[Start of Attachment]

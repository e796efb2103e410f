//! The WebTransport-like substrate the session runs on.
//!
//! The session only needs a narrow interface: open/accept streams, send/receive
//! datagrams, and close. Anything QUIC-shaped can implement these traits; the
//! [mem] module provides an in-memory pair used by the tests.
pub mod mem;

use async_trait::async_trait;
use bytes::{Bytes, BytesMut};
use thiserror::Error;

/// An error surfaced by the transport.
#[derive(Error, Debug, Clone, PartialEq)]
pub enum TransportError {
	/// The connection was closed with an application error code.
	#[error("connection closed, code={0}")]
	Closed(u64),

	/// The peer reset the stream with an error code.
	#[error("stream reset, code={0}")]
	Reset(u64),

	/// The peer told us to stop sending with an error code.
	#[error("stream stopped, code={0}")]
	Stopped(u64),
}

/// A WebTransport-like connection.
#[async_trait]
pub trait Session: Clone + Send + Sync + 'static {
	type SendStream: SendStream;
	type RecvStream: RecvStream;

	async fn open_uni(&self) -> Result<Self::SendStream, TransportError>;
	async fn open_bi(&self) -> Result<(Self::SendStream, Self::RecvStream), TransportError>;

	async fn accept_uni(&self) -> Result<Self::RecvStream, TransportError>;
	async fn accept_bi(&self) -> Result<(Self::SendStream, Self::RecvStream), TransportError>;

	async fn send_datagram(&self, payload: Bytes) -> Result<(), TransportError>;
	async fn recv_datagram(&self) -> Result<Bytes, TransportError>;

	/// Close the connection, notifying the peer with a code and reason.
	fn close(&self, code: u64, reason: &str);
}

/// The outgoing half of a stream.
#[async_trait]
pub trait SendStream: Send + Unpin + 'static {
	/// Write the entire buffer to the stream.
	async fn write(&mut self, buf: &[u8]) -> Result<(), TransportError>;

	/// Cleanly finish the stream after any pending writes.
	fn finish(&mut self);

	/// Abruptly terminate the stream with an error code.
	fn reset(&mut self, code: u64);

	/// A priority hint; streams with a smaller order should be sent first.
	fn set_priority(&mut self, order: u64);
}

/// The incoming half of a stream.
#[async_trait]
pub trait RecvStream: Send + Unpin + 'static {
	/// Append any available bytes to the buffer, or None at the end of the stream.
	async fn read(&mut self, buf: &mut BytesMut) -> Result<Option<usize>, TransportError>;

	/// Read the next chunk of at most `max` bytes, or None at the end of the stream.
	async fn read_chunk(&mut self, max: usize) -> Result<Option<Bytes>, TransportError>;

	/// Tell the peer to stop sending with an error code.
	fn stop(&mut self, code: u64);
}
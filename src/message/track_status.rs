use crate::coding::{Decode, DecodeError, Encode, EncodeError};

use super::AbsoluteLocation;

/// The state of a track, as reported by the publisher.
#[derive(Clone, Copy, Debug, PartialEq, Eq)]
pub enum TrackStatusCode {
	/// The track is live; `latest` is the last published location.
	InProgress = 0x0,
	DoesNotExist = 0x1,
	NotYetStarted = 0x2,
	Finished = 0x3,
	Unknown = 0x4,
}

impl Decode for TrackStatusCode {
	fn decode<R: bytes::Buf>(r: &mut R) -> Result<Self, DecodeError> {
		match u64::decode(r)? {
			0x0 => Ok(Self::InProgress),
			0x1 => Ok(Self::DoesNotExist),
			0x2 => Ok(Self::NotYetStarted),
			0x3 => Ok(Self::Finished),
			0x4 => Ok(Self::Unknown),
			t => Err(DecodeError::InvalidTrackStatus(t)),
		}
	}
}

impl Encode for TrackStatusCode {
	fn encode<W: bytes::BufMut>(&self, w: &mut W) -> Result<(), EncodeError> {
		(*self as u64).encode(w)
	}
}

/// Sent by the publisher in response to a track status request.
#[derive(Clone, Debug, PartialEq)]
pub struct TrackStatus {
	/// The track namespace and name.
	pub track_namespace: String,
	pub track_name: String,

	/// The status of the track.
	pub code: TrackStatusCode,

	/// The last published location; zeros unless the track is in progress.
	pub latest: AbsoluteLocation,
}

impl Decode for TrackStatus {
	fn decode<R: bytes::Buf>(r: &mut R) -> Result<Self, DecodeError> {
		let track_namespace = String::decode(r)?;
		let track_name = String::decode(r)?;
		let code = TrackStatusCode::decode(r)?;

		// Always two trailing varints, even when the status is not in progress.
		let latest = AbsoluteLocation::decode(r)?;

		Ok(Self {
			track_namespace,
			track_name,
			code,
			latest,
		})
	}
}

impl Encode for TrackStatus {
	fn encode<W: bytes::BufMut>(&self, w: &mut W) -> Result<(), EncodeError> {
		self.track_namespace.encode(w)?;
		self.track_name.encode(w)?;
		self.code.encode(w)?;
		self.latest.encode(w)?;

		Ok(())
	}
}
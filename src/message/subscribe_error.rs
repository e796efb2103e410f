use crate::coding::{Decode, DecodeError, Encode, EncodeError};

/// Sent by the publisher to reject a subscription.
#[derive(Clone, Debug, PartialEq)]
pub struct SubscribeError {
	/// The ID of the subscription being rejected.
	pub id: u64,

	/// An error code.
	pub code: u64,

	/// A human-readable reason.
	pub reason: String,

	/// A track alias to use on retry.
	///
	/// Always present on the wire, but only meaningful when the error code is
	/// [SubscribeError::RETRY_TRACK_ALIAS].
	pub retry_alias: Option<u64>,
}

impl SubscribeError {
	pub const INTERNAL_ERROR: u64 = 0x0;
	pub const INVALID_RANGE: u64 = 0x1;
	pub const RETRY_TRACK_ALIAS: u64 = 0x2;
	pub const DOES_NOT_EXIST: u64 = 0x3;
	pub const UNAUTHORIZED: u64 = 0x4;
	pub const TIMEOUT: u64 = 0x5;
}

impl Decode for SubscribeError {
	fn decode<R: bytes::Buf>(r: &mut R) -> Result<Self, DecodeError> {
		let id = u64::decode(r)?;
		let code = u64::decode(r)?;
		let reason = String::decode(r)?;

		let retry_alias = u64::decode(r)?;
		let retry_alias = (code == Self::RETRY_TRACK_ALIAS).then_some(retry_alias);

		Ok(Self {
			id,
			code,
			reason,
			retry_alias,
		})
	}
}

impl Encode for SubscribeError {
	fn encode<W: bytes::BufMut>(&self, w: &mut W) -> Result<(), EncodeError> {
		self.id.encode(w)?;
		self.code.encode(w)?;
		self.reason.encode(w)?;
		self.retry_alias.unwrap_or(0).encode(w)?;

		Ok(())
	}
}
use crate::coding::{Decode, DecodeError, Encode, EncodeError};

/// Sent by the subscriber to reject an announce.
#[derive(Clone, Debug, PartialEq)]
pub struct AnnounceError {
	/// The namespace being rejected.
	pub namespace: String,

	/// An error code.
	pub code: u64,

	/// A human-readable reason.
	pub reason: String,
}

impl Decode for AnnounceError {
	fn decode<R: bytes::Buf>(r: &mut R) -> Result<Self, DecodeError> {
		let namespace = String::decode(r)?;
		let code = u64::decode(r)?;
		let reason = String::decode(r)?;

		Ok(Self {
			namespace,
			code,
			reason,
		})
	}
}

impl Encode for AnnounceError {
	fn encode<W: bytes::BufMut>(&self, w: &mut W) -> Result<(), EncodeError> {
		self.namespace.encode(w)?;
		self.code.encode(w)?;
		self.reason.encode(w)?;

		Ok(())
	}
}
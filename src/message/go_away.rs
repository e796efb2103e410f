use crate::coding::{Decode, DecodeError, Encode, EncodeError};

/// Sent by the server to ask the client to migrate to a new session.
///
/// The session then drains: no new subscriptions or announcements are started.
#[derive(Clone, Debug, PartialEq)]
pub struct GoAway {
	/// The URI of the replacement session; may be empty.
	pub url: String,
}

impl Decode for GoAway {
	fn decode<R: bytes::Buf>(r: &mut R) -> Result<Self, DecodeError> {
		let url = String::decode(r)?;

		Ok(Self { url })
	}
}

impl Encode for GoAway {
	fn encode<W: bytes::BufMut>(&self, w: &mut W) -> Result<(), EncodeError> {
		self.url.encode(w)?;

		Ok(())
	}
}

[End of Attachment]

Within the entries above, work out how many lines contain the word "String". The number alone is the answer.

• EXERCISE ANSWER:
12